| What you are asked to do |
Set down, character for character, everything in the records below from the line holding "Self::new()" down to the line holding "the output attached.", and no other line.

| Raw data |
· · · · ·
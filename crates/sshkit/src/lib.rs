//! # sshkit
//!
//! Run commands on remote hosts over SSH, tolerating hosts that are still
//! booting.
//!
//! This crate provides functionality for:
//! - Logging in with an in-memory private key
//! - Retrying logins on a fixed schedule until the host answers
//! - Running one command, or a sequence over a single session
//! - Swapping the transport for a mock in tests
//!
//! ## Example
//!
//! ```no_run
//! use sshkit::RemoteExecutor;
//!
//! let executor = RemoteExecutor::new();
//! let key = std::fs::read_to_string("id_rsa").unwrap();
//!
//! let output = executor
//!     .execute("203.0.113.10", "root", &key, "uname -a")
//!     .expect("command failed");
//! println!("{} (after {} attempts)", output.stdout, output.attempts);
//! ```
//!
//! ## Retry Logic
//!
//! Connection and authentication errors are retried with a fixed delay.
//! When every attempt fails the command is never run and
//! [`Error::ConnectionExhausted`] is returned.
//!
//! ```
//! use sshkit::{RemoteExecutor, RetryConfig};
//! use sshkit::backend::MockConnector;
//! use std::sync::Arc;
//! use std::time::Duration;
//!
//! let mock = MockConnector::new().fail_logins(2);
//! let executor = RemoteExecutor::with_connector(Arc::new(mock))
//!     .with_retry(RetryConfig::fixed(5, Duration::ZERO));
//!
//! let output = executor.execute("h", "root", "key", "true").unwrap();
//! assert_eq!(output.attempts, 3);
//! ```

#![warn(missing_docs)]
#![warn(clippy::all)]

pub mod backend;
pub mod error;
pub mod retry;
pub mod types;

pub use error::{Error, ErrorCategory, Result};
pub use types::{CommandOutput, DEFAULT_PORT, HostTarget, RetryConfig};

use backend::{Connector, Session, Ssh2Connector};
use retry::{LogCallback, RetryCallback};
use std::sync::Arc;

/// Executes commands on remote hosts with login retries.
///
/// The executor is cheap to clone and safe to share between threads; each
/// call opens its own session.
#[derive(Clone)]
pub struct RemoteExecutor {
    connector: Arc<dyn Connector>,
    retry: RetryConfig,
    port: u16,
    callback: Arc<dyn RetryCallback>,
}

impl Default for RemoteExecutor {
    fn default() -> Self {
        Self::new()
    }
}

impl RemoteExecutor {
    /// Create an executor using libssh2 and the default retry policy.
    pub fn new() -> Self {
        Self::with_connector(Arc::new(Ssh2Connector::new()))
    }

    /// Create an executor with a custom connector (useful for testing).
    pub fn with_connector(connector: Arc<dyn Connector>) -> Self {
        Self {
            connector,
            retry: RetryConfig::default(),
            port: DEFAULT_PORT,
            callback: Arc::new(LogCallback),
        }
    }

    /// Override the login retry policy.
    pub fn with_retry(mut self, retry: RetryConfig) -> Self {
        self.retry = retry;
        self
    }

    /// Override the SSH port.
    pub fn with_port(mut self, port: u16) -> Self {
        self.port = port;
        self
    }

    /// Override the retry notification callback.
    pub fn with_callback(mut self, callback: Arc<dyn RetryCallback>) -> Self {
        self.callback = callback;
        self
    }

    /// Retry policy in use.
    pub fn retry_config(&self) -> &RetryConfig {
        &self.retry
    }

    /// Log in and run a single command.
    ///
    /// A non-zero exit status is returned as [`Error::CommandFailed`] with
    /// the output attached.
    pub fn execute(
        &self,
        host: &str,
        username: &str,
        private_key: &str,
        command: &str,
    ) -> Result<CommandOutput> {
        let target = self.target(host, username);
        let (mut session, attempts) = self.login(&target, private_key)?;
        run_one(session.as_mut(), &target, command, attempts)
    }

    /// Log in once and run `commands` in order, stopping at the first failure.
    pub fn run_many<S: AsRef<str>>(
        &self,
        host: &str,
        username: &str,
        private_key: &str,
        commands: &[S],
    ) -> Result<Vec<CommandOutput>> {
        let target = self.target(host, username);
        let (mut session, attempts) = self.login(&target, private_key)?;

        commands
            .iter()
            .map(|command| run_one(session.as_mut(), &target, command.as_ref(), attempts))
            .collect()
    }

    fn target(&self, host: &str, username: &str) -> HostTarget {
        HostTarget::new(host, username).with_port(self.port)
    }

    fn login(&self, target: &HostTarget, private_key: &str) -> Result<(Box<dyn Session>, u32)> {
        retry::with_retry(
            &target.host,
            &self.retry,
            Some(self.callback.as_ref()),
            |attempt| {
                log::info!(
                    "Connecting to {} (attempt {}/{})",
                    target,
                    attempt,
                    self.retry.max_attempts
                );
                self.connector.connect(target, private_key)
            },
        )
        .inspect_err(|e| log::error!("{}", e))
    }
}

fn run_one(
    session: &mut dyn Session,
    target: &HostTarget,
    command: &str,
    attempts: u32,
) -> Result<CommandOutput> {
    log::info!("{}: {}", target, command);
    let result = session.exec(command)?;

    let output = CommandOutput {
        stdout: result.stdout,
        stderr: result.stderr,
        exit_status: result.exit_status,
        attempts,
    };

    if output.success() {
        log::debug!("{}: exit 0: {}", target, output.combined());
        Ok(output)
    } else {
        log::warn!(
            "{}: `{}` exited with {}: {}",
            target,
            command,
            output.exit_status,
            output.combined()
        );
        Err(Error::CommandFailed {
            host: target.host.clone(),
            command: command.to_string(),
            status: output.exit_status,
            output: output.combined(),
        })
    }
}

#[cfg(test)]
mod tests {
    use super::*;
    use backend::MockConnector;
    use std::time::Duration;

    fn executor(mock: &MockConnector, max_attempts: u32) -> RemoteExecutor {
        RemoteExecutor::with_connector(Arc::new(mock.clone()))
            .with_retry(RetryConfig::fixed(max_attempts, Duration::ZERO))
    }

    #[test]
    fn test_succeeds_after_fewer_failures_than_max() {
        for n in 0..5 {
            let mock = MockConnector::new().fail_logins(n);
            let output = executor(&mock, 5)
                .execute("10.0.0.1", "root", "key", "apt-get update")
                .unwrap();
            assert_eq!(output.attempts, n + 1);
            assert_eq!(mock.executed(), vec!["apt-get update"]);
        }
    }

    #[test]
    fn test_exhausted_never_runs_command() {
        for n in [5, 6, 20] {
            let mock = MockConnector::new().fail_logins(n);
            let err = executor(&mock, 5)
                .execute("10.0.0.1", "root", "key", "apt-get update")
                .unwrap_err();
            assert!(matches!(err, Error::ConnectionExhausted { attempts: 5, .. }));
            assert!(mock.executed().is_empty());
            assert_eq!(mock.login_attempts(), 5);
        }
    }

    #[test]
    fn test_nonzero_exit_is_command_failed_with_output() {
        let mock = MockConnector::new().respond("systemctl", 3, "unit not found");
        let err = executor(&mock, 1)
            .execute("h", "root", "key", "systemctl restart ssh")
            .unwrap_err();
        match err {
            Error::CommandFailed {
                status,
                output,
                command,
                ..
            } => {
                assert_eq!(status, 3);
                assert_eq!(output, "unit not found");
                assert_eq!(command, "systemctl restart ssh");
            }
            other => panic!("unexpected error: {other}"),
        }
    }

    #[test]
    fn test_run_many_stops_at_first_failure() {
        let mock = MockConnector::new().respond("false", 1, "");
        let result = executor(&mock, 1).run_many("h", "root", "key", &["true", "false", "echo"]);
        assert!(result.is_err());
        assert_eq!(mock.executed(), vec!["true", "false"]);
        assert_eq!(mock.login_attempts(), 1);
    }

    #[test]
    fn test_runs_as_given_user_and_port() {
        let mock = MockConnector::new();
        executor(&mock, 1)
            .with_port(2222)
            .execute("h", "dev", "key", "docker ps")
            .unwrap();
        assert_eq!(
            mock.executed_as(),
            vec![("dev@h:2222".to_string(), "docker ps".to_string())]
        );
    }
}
· · · · ·
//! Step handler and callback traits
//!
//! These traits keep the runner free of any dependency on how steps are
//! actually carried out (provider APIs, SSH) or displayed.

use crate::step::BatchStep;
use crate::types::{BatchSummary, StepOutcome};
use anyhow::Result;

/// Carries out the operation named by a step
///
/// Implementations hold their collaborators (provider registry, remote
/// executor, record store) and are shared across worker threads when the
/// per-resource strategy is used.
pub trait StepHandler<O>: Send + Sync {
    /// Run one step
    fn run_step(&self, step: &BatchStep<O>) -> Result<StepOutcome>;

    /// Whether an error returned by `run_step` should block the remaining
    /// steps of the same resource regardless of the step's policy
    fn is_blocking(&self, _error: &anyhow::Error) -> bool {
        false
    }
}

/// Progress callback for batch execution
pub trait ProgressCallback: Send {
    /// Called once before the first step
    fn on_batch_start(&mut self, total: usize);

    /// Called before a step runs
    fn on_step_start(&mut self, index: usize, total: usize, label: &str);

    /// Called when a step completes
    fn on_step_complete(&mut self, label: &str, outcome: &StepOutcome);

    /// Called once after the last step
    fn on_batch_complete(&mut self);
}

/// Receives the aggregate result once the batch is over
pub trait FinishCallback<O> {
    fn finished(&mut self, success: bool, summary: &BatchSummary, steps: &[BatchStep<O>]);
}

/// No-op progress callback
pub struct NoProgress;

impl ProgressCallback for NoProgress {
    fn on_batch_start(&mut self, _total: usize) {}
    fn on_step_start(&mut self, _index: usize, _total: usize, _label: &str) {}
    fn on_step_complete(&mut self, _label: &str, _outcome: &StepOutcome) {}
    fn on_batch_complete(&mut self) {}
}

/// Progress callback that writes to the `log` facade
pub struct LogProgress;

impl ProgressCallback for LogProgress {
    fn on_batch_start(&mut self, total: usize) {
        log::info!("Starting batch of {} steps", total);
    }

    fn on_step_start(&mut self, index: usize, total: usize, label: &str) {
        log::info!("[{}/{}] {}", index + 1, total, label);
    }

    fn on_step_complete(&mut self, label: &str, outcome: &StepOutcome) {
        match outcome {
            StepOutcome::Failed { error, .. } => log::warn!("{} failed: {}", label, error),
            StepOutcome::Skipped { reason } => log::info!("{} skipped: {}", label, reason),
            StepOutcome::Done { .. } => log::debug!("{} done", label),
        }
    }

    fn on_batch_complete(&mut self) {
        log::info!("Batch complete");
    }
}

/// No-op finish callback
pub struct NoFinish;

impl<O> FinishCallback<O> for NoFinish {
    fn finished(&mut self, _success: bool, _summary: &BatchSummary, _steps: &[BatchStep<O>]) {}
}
· · · · ·
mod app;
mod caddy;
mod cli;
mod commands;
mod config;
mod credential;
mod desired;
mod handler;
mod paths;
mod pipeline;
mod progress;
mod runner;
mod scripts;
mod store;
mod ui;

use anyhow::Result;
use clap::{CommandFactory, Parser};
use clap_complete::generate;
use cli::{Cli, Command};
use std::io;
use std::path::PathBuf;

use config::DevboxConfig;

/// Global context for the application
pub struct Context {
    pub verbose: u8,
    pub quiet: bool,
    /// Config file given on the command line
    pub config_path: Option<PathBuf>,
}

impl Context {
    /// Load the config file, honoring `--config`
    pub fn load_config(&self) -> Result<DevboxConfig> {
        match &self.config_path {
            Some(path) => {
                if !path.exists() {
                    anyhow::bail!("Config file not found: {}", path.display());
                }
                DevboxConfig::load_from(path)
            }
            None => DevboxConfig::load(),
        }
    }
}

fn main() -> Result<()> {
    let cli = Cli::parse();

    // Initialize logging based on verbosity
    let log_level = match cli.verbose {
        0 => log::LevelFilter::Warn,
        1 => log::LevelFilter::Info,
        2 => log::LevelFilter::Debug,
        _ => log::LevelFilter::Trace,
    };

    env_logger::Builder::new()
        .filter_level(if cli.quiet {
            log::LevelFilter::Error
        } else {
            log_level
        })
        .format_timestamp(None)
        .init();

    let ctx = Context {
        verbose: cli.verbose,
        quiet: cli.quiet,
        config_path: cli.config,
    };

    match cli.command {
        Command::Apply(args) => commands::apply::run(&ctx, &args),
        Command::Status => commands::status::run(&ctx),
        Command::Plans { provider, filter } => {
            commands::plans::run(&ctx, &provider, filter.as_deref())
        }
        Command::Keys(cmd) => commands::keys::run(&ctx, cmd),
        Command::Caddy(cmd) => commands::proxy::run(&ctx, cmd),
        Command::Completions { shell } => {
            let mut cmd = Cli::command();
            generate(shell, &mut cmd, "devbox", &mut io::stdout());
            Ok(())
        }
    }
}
· · · · ·
| Answer for this exercise |
        Self::new()
    }
}

impl RemoteExecutor {
    /// Create an executor using libssh2 and the default retry policy.
    pub fn new() -> Self {
        Self::with_connector(Arc::new(Ssh2Connector::new()))
    }

    /// Create an executor with a custom connector (useful for testing).
    pub fn with_connector(connector: Arc<dyn Connector>) -> Self {
        Self {
            connector,
            retry: RetryConfig::default(),
            port: DEFAULT_PORT,
            callback: Arc::new(LogCallback),
        }
    }

    /// Override the login retry policy.
    pub fn with_retry(mut self, retry: RetryConfig) -> Self {
        self.retry = retry;
        self
    }

    /// Override the SSH port.
    pub fn with_port(mut self, port: u16) -> Self {
        self.port = port;
        self
    }

    /// Override the retry notification callback.
    pub fn with_callback(mut self, callback: Arc<dyn RetryCallback>) -> Self {
        self.callback = callback;
        self
    }

    /// Retry policy in use.
    pub fn retry_config(&self) -> &RetryConfig {
        &self.retry
    }

    /// Log in and run a single command.
    ///
    /// A non-zero exit status is returned as [`Error::CommandFailed`] with
    /// the output attached.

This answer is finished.